If Aesop's Fables had threesome with Sartre SparkNotes and a My Chemical Romance album cover, the baby might come out something like Birdboy: The Forgotten Children, a not-for-kids film by Spanish animators Alberto Vázquez and Pedro Rivero. Parents suck, conformity is strictly enforced, and drugs—except for the "happy pills" on every mantlepiece—are blamed for all society's ills on an island nation crippled by an industrial disaster. Its only hope is Birdboy, a nice guy who is unfortunately possessed by a demon that scares the daylights out of everyone from murderous rat scavengers in the lawless dump to canine police officers who enforce brutal law and order in town.
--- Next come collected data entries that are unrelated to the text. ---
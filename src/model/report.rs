use chrono::{DateTime, Utc};
use serde::{Deserialize, Serialize};
use std::collections::HashSet;

#[derive(Debug, Clone, Copy, PartialEq, Eq, Hash, Serialize, Deserialize)]
#[serde(rename_all = "SCREAMING_SNAKE_CASE")]
pub enum RowStatus {
    Found,
    NotFound,
    Error,
}

impl RowStatus {
    pub fn as_str(&self) -> &'static str {
        match self {
            RowStatus::Found => "FOUND",
            RowStatus::NotFound => "NOT_FOUND",
            RowStatus::Error => "ERROR",
        }
    }
}

impl std::fmt::Display for RowStatus {
    fn fmt(&self, f: &mut std::fmt::Formatter<'_>) -> std::fmt::Result {
        write!(f, "{}", self.as_str())
    }
}

/// One line of the audit report.
///
/// For `ERROR` rows `repo` holds the failure reason and `path` is empty.
#[derive(Debug, Clone, PartialEq, Eq, Serialize, Deserialize)]
pub struct ReportRow {
    pub package: String,
    pub version: String,
    pub filename: String,
    pub status: RowStatus,
    pub repo: String,
    pub path: String,
}

/// Why a run stopped before every candidate was checked.
#[derive(Debug, Clone, Copy, PartialEq, Eq, Serialize, Deserialize)]
#[serde(rename_all = "snake_case", tag = "reason", content = "count")]
pub enum Interruption {
    /// The operator cancelled the run.
    Cancelled,
    /// The run gave up after this many consecutive authorization failures.
    AuthFailures(usize),
}

impl std::fmt::Display for Interruption {
    fn fmt(&self, f: &mut std::fmt::Formatter<'_>) -> std::fmt::Result {
        match self {
            Interruption::Cancelled => write!(f, "cancelled by operator"),
            Interruption::AuthFailures(n) => {
                write!(f, "aborted after {} consecutive authorization failures", n)
            }
        }
    }
}

/// Complete (or partial) audit results.
#[derive(Debug, Clone, Serialize, Deserialize)]
pub struct Report {
    pub generated_at: DateTime<Utc>,
    pub total_candidates: usize,
    pub checked_candidates: usize,
    #[serde(skip_serializing_if = "Option::is_none")]
    pub interrupted: Option<Interruption>,
    pub rows: Vec<ReportRow>,
}

impl Report {
    pub fn new(rows: Vec<ReportRow>, total_candidates: usize, checked_candidates: usize) -> Self {
        Self {
            generated_at: Utc::now(),
            total_candidates,
            checked_candidates,
            interrupted: None,
            rows,
        }
    }

    pub fn with_interruption(mut self, interruption: Option<Interruption>) -> Self {
        self.interrupted = interruption;
        self
    }

    /// True when some candidates were never checked.
    pub fn is_partial(&self) -> bool {
        self.interrupted.is_some() || self.checked_candidates < self.total_candidates
    }

    pub fn found_rows(&self) -> impl Iterator<Item = &ReportRow> {
        self.rows.iter().filter(|r| r.status == RowStatus::Found)
    }

    pub fn summary(&self) -> Summary {
        let mut found = HashSet::new();
        let mut summary = Summary {
            total_candidates: self.total_candidates,
            checked_candidates: self.checked_candidates,
            ..Summary::default()
        };

        for row in &self.rows {
            match row.status {
                RowStatus::Found => {
                    summary.found_artifacts += 1;
                    found.insert((row.package.as_str(), row.version.as_str()));
                }
                RowStatus::NotFound => summary.not_found += 1,
                RowStatus::Error => summary.errors += 1,
            }
        }

        summary.found_candidates = found.len();
        summary
    }
}

#[derive(Debug, Clone, Default, PartialEq, Eq)]
pub struct Summary {
    pub total_candidates: usize,
    pub checked_candidates: usize,
    /// Candidates with at least one located artifact.
    pub found_candidates: usize,
    pub found_artifacts: usize,
    pub not_found: usize,
    pub errors: usize,
}

#[cfg(test)]
mod tests {
    use super::*;

    fn row(package: &str, version: &str, status: RowStatus) -> ReportRow {
        ReportRow {
            package: package.to_string(),
            version: version.to_string(),
            filename: format!("{}-{}.tgz", package, version),
            status,
            repo: String::new(),
            path: String::new(),
        }
    }

    #[test]
    fn test_summary_counts() {
        let report = Report::new(
            vec![
                row("a", "1.0.0", RowStatus::Found),
                row("a", "1.0.0", RowStatus::Found),
                row("b", "1.0.0", RowStatus::NotFound),
                row("c", "1.0.0", RowStatus::Error),
            ],
            3,
            3,
        );

        let summary = report.summary();
        assert_eq!(summary.found_candidates, 1);
        assert_eq!(summary.found_artifacts, 2);
        assert_eq!(summary.not_found, 1);
        assert_eq!(summary.errors, 1);
        assert!(!report.is_partial());
    }

    #[test]
    fn test_partial_when_unchecked_or_interrupted() {
        assert!(Report::new(Vec::new(), 2, 1).is_partial());
        assert!(Report::new(Vec::new(), 0, 0)
            .with_interruption(Some(Interruption::Cancelled))
            .is_partial());
    }

    #[test]
    fn test_status_serializes_upper_case() {
        let json = serde_json::to_string(&RowStatus::NotFound).unwrap();
        assert_eq!(json, "\"NOT_FOUND\"");
    }
}
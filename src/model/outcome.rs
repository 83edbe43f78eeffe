use crate::error::QueryError;
use serde::{Deserialize, Serialize};

/// Where an artifact was found.
#[derive(Debug, Clone, PartialEq, Eq, Serialize, Deserialize)]
pub struct Location {
    /// Repository key, e.g. `npm-remote-cache`.
    pub repo: String,
    pub path: String,
}

impl Location {
    pub fn new(repo: impl Into<String>, path: impl Into<String>) -> Self {
        Self {
            repo: repo.into(),
            path: path.into(),
        }
    }
}

/// Result of looking up one candidate.
#[derive(Debug, Clone, PartialEq, Eq)]
pub enum QueryOutcome {
    /// At least one artifact matched, in the order the repository returned them.
    Found(Vec<Location>),
    NotFound,
    Failed(QueryError),
}

impl QueryOutcome {
    /// Builds the outcome for a successful query.
    pub fn from_locations(locations: Vec<Location>) -> Self {
        if locations.is_empty() {
            QueryOutcome::NotFound
        } else {
            QueryOutcome::Found(locations)
        }
    }

    pub fn is_found(&self) -> bool {
        matches!(self, QueryOutcome::Found(_))
    }

    pub fn is_unauthorized(&self) -> bool {
        matches!(self, QueryOutcome::Failed(err) if err.is_unauthorized())
    }
}
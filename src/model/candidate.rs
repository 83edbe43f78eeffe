use serde::{Deserialize, Serialize};

/// One row of the threat feed, after CSV field splitting.
#[derive(Debug, Clone, PartialEq, Eq)]
pub struct FeedRecord {
    pub package: String,
    /// Package ecosystem as named by the feed. Informational only.
    pub ecosystem: String,
    /// Raw version list, e.g. `["1.0.0||2.0.0"]`.
    pub versions: String,
    pub advisories: Vec<String>,
}

impl FeedRecord {
    pub fn new(package: impl Into<String>, versions: impl Into<String>) -> Self {
        Self {
            package: package.into(),
            ecosystem: String::new(),
            versions: versions.into(),
            advisories: Vec::new(),
        }
    }

    pub fn with_ecosystem(mut self, ecosystem: impl Into<String>) -> Self {
        self.ecosystem = ecosystem.into();
        self
    }

    pub fn with_advisories(mut self, advisories: Vec<String>) -> Self {
        self.advisories = advisories;
        self
    }
}

/// A package version to look for, with the artifact filename it would have.
#[derive(Debug, Clone, PartialEq, Eq, Hash, Serialize, Deserialize)]
pub struct Candidate {
    pub package: String,
    pub version: String,
    pub filename: String,
}

impl Candidate {
    pub fn new(package: impl Into<String>, version: impl Into<String>) -> Self {
        let package = package.into();
        let version = version.into();
        let filename = derive_filename(&package, &version);
        Self {
            package,
            version,
            filename,
        }
    }
}

impl std::fmt::Display for Candidate {
    fn fmt(&self, f: &mut std::fmt::Formatter<'_>) -> std::fmt::Result {
        write!(f, "{}@{}", self.package, self.version)
    }
}

/// Derives the tarball name a package version is published under.
///
/// Everything up to and including the last `/` is dropped, so
/// `@scope/name` becomes `name`. Distinct scopes can therefore collapse to
/// the same filename.
///
/// # Example
///
/// ```
/// use artifact_audit::model::derive_filename;
///
/// assert_eq!(derive_filename("@foo/bar", "1.0.0"), "bar-1.0.0.tgz");
/// assert_eq!(derive_filename("bar", "1.0.0"), "bar-1.0.0.tgz");
/// ```
pub fn derive_filename(package: &str, version: &str) -> String {
    let base = match package.rfind('/') {
        Some(pos) => &package[pos + 1..],
        None => package,
    };
    format!("{}-{}.tgz", base, version)
}

#[cfg(test)]
mod tests {
    use super::*;

    #[test]
    fn test_derive_filename_unscoped() {
        assert_eq!(derive_filename("lodash", "4.17.21"), "lodash-4.17.21.tgz");
    }

    #[test]
    fn test_derive_filename_scoped() {
        assert_eq!(derive_filename("@ctrl/tinycolor", "4.1.1"), "tinycolor-4.1.1.tgz");
    }

    #[test]
    fn test_derive_filename_last_segment_wins() {
        assert_eq!(derive_filename("@a/b/c", "1.0.0"), "c-1.0.0.tgz");
        assert_eq!(derive_filename("@a/b", "1.0.0"), derive_filename("@z/b", "1.0.0"));
    }

    #[test]
    fn test_candidate_new_derives_filename() {
        let candidate = Candidate::new("@foo/bar", "2.0.0");
        assert_eq!(candidate.package, "@foo/bar");
        assert_eq!(candidate.version, "2.0.0");
        assert_eq!(candidate.filename, "bar-2.0.0.tgz");
        assert_eq!(candidate.to_string(), "@foo/bar@2.0.0");
    }
}
//! Configuration file handling.
//!
//! Settings are read from a TOML file; every field has a default, so the
//! file may be absent or partial. Command-line flags override it.
//!
//! # Configuration Location
//!
//! - Linux: `~/.config/artifact-audit/config.toml`
//! - macOS: `~/Library/Application Support/artifact-audit/config.toml`
//! - Windows: `%APPDATA%\artifact-audit\config.toml`
//!
//! # Example Configuration
//!
//! ```toml
//! feed_url = "https://feeds.example.com/compromised-npm.csv"
//! token_env = "ARTIFACTORY_TOKEN"
//! concurrency = 8
//! timeout_secs = 30
//! max_attempts = 4
//! auth_failure_threshold = 5
//!
//! [ignore]
//! packages = ["@internal/*"]
//! ```

use anyhow::{Context, Result};
use serde::{Deserialize, Serialize};
use std::fs;
use std::path::{Path, PathBuf};
use std::time::Duration;

use crate::dispatch::{DispatchOptions, RetryPolicy};

/// Application configuration.
///
/// # Example
///
/// ```no_run
/// use artifact_audit::Config;
///
/// let config = Config::load().unwrap();
/// println!("Concurrency: {}", config.concurrency);
/// ```
#[derive(Debug, Clone, PartialEq, Serialize, Deserialize)]
#[serde(default)]
pub struct Config {
    /// Where to download the threat feed from when `--feed-url` is not given.
    #[serde(skip_serializing_if = "Option::is_none")]
    pub feed_url: Option<String>,

    /// Environment variable holding the repository bearer token.
    ///
    /// Default: `ARTIFACTORY_TOKEN`
    pub token_env: String,

    /// Maximum number of repository queries in flight.
    ///
    /// Default: 8
    pub concurrency: usize,

    /// Per-query timeout in seconds.
    ///
    /// Default: 30
    pub timeout_secs: u64,

    /// Attempts per query, including the first, for transient failures.
    ///
    /// Default: 4
    pub max_attempts: u32,

    /// Delay before the first retry; doubles on each further retry.
    ///
    /// Default: 500
    pub initial_backoff_ms: u64,

    /// Upper bound on the retry delay.
    ///
    /// Default: 8000
    pub max_backoff_ms: u64,

    /// Consecutive authorization failures that abort the audit. 0 disables.
    ///
    /// Default: 5
    pub auth_failure_threshold: usize,

    /// How long a downloaded feed snapshot stays fresh, in hours.
    ///
    /// Default: 1
    pub feed_cache_ttl_hours: u64,

    /// Timeout for downloading the threat feed, in seconds.
    ///
    /// Default: 60
    pub feed_timeout_secs: u64,

    /// Report file format: "csv" or "json".
    pub default_format: String,

    /// Report file written when `--output` is not given.
    pub output_path: String,

    #[serde(default)]
    pub ignore: IgnoreConfig,
}

/// Packages to leave out of the audit, e.g. internal forks that share a
/// name with a compromised package.
#[derive(Debug, Clone, Default, PartialEq, Serialize, Deserialize)]
#[serde(default)]
pub struct IgnoreConfig {
    /// Package identifiers; supports `*` wildcards (e.g. `@internal/*`).
    pub packages: Vec<String>,
}

impl IgnoreConfig {
    pub fn should_ignore_package(&self, package: &str) -> bool {
        self.packages.iter().any(|pattern| {
            if pattern.contains('*') {
                glob_match(pattern, package)
            } else {
                pattern == package
            }
        })
    }
}

/// Simple glob matching (supports * as wildcard).
fn glob_match(pattern: &str, text: &str) -> bool {
    let parts: Vec<&str> = pattern.split('*').collect();

    if parts.len() == 1 {
        return pattern == text;
    }

    let mut remaining = text;

    let first = parts[0];
    if !remaining.starts_with(first) {
        return false;
    }
    remaining = &remaining[first.len()..];

    let last = parts[parts.len() - 1];
    if !remaining.ends_with(last) {
        return false;
    }
    remaining = &remaining[..remaining.len() - last.len()];

    for part in &parts[1..parts.len() - 1] {
        if part.is_empty() {
            continue;
        }
        match remaining.find(part) {
            Some(pos) => remaining = &remaining[pos + part.len()..],
            None => return false,
        }
    }

    true
}

impl Default for Config {
    fn default() -> Self {
        Self {
            feed_url: None,
            token_env: "ARTIFACTORY_TOKEN".to_string(),
            concurrency: 8,
            timeout_secs: 30,
            max_attempts: 4,
            initial_backoff_ms: 500,
            max_backoff_ms: 8000,
            auth_failure_threshold: 5,
            feed_cache_ttl_hours: 1,
            feed_timeout_secs: 60,
            default_format: "csv".to_string(),
            output_path: "artifact_audit_report.csv".to_string(),
            ignore: IgnoreConfig::default(),
        }
    }
}

impl Config {
    /// Loads the config file, or defaults if it doesn't exist.
    ///
    /// # Errors
    ///
    /// Returns an error if the file exists but cannot be read or parsed.
    pub fn load() -> Result<Self> {
        Self::load_from(&Self::config_path())
    }

    pub fn load_from(path: &Path) -> Result<Self> {
        if !path.exists() {
            return Ok(Self::default());
        }

        let content = fs::read_to_string(path)
            .with_context(|| format!("Failed to read config {}", path.display()))?;
        let config: Config = toml::from_str(&content)
            .with_context(|| format!("Failed to parse config {}", path.display()))?;
        Ok(config)
    }

    /// Saves the configuration, creating the parent directory if needed.
    pub fn save(&self) -> Result<()> {
        self.save_to(&Self::config_path())
    }

    pub fn save_to(&self, path: &Path) -> Result<()> {
        if let Some(parent) = path.parent() {
            if !parent.exists() {
                fs::create_dir_all(parent)?;
            }
        }

        let content = toml::to_string_pretty(self)?;
        fs::write(path, content)?;
        Ok(())
    }

    pub fn config_path() -> PathBuf {
        dirs::config_dir()
            .unwrap_or_else(|| PathBuf::from("."))
            .join("artifact-audit")
            .join("config.toml")
    }

    pub fn generate_default_config() -> String {
        let config = Config::default();
        toml::to_string_pretty(&config).unwrap_or_default()
    }

    /// Dispatcher settings derived from this config.
    pub fn dispatch_options(&self) -> DispatchOptions {
        DispatchOptions {
            concurrency: self.concurrency.max(1),
            timeout: Duration::from_secs(self.timeout_secs.max(1)),
            retry: RetryPolicy {
                max_attempts: self.max_attempts.max(1),
                initial_backoff: Duration::from_millis(self.initial_backoff_ms),
                max_backoff: Duration::from_millis(self.max_backoff_ms),
            },
        }
    }
}
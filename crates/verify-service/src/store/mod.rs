pub mod memory;
pub mod postgres;

use async_trait::async_trait;
use serde::{Deserialize, Serialize};
use thiserror::Error;

pub use memory::MemoryIdentityStore;
pub use postgres::PgIdentityStore;

/// The enrolled identity document
#[derive(Debug, Clone, PartialEq, Serialize, Deserialize)]
pub struct IdentityRecord {
    pub photo_reference: String,
    pub embedding: Vec<f32>,
}

/// Result of a nearest-neighbour lookup
#[derive(Debug, Clone, PartialEq, Serialize, Deserialize)]
pub struct NearestIdentity {
    pub photo_reference: String,
    /// L2 distance between the stored embedding and the query
    pub distance: f64,
}

#[derive(Debug, Error)]
pub enum StoreError {
    /// The backing store cannot be reached. Callers degrade to stateless mode.
    #[error("identity store unavailable: {0}")]
    Unavailable(String),

    #[error("identity store query failed: {0}")]
    Query(String),
}

/// Holds at most one identity record. Enrolling replaces it.
#[async_trait]
pub trait IdentityStore: Send + Sync {
    /// Backend name for logs and health output
    fn kind(&self) -> &'static str;

    /// Replace the stored record. Last enroll wins.
    async fn enroll(&self, record: IdentityRecord) -> Result<(), StoreError>;

    /// Distance from `query` to the stored embedding, `None` when empty.
    async fn find_nearest(&self, query: &[f32]) -> Result<Option<NearestIdentity>, StoreError>;
}

/// L2 distance, accumulated in f64. Both vectors must come from the same
/// extractor; `None` when their lengths differ.
pub fn euclidean_distance(a: &[f32], b: &[f32]) -> Option<f64> {
    if a.len() != b.len() {
        return None;
    }

    let sum: f64 = a
        .iter()
        .zip(b.iter())
        .map(|(x, y)| {
            let d = f64::from(*x) - f64::from(*y);
            d * d
        })
        .sum();

    Some(sum.sqrt())
}

#[cfg(test)]
mod tests {
    use super::*;

    #[test]
    fn test_euclidean_distance() {
        assert_eq!(euclidean_distance(&[0.0, 0.0], &[3.0, 4.0]), Some(5.0));
        assert_eq!(euclidean_distance(&[1.5, -2.0, 7.0], &[1.5, -2.0, 7.0]), Some(0.0));
        assert_eq!(euclidean_distance(&[], &[]), Some(0.0));
    }

    #[test]
    fn test_euclidean_distance_dimension_mismatch() {
        assert_eq!(euclidean_distance(&[3.0], &[0.0, 4.0]), None);
        assert_eq!(euclidean_distance(&[0.0, 4.0], &[3.0]), None);
    }
}
use super::{euclidean_distance, IdentityRecord, IdentityStore, NearestIdentity, StoreError};
use async_trait::async_trait;
use tokio::sync::RwLock;

/// Single-slot in-process store
#[derive(Default)]
pub struct MemoryIdentityStore {
    record: RwLock<Option<IdentityRecord>>,
}

impl MemoryIdentityStore {
    pub fn new() -> Self {
        Self::default()
    }

    /// Snapshot of the current record
    pub async fn current(&self) -> Option<IdentityRecord> {
        self.record.read().await.clone()
    }
}

#[async_trait]
impl IdentityStore for MemoryIdentityStore {
    fn kind(&self) -> &'static str {
        "memory"
    }

    async fn enroll(&self, record: IdentityRecord) -> Result<(), StoreError> {
        *self.record.write().await = Some(record);
        Ok(())
    }

    async fn find_nearest(&self, query: &[f32]) -> Result<Option<NearestIdentity>, StoreError> {
        let record = self.record.read().await;
        let Some(r) = record.as_ref() else {
            return Ok(None);
        };

        let distance = euclidean_distance(&r.embedding, query).ok_or_else(|| {
            StoreError::Query(format!(
                "embedding dimension mismatch: stored {}, query {}",
                r.embedding.len(),
                query.len()
            ))
        })?;

        Ok(Some(NearestIdentity {
            photo_reference: r.photo_reference.clone(),
            distance,
        }))
    }
}
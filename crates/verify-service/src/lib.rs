pub mod api;
pub mod config;
pub mod decision;
pub mod error;
pub mod face;
pub mod ingress;
pub mod state;
pub mod store;
pub mod warmup;

pub use config::VerifyServiceConfig;
pub use error::VerifyError;
pub use state::VerifyServiceState;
The only one unafraid of him is Dinki, a quirky white mouse who wants to leave the island and pursue a better life. Birdboy is a brand-new emo classic—Tim Burton with teeth—so if you’re not o-fucking-kay, get to a select theater near you before it’s gone.

The Breadwinner

You may have heard about The Breadwinner because it’s a passion project of Angelina Jolie, who executive produced the animated tale of Taliban-occupied Kabul in the early 2000s. But it’s way more than a feather in her philanthropy cap. Director Nora Twomey, fresh off a streak of award-winning animated films like The Secret of Kells and Song of the Sea, has beautifully adapted the novel of the same name by Deborah Ellis, based on interviews with Afghan refugees, into a beautiful meditation on childhood, gender, and war. Thirteen-year-old leading lady Saara Chaudry is a joy as Parvana, a fierce young girl who masquerades as a boy to feed her family under the Taliban’s draconian modesty laws. Despite genuinely joyous and beautiful moments, Twomey doesn’t sugarcoat the dark reality of the setting. At a screening and Q&A, I saw an Afghani woman rise and thank the director. She had never seen a mainstream film address this period with such nuance before.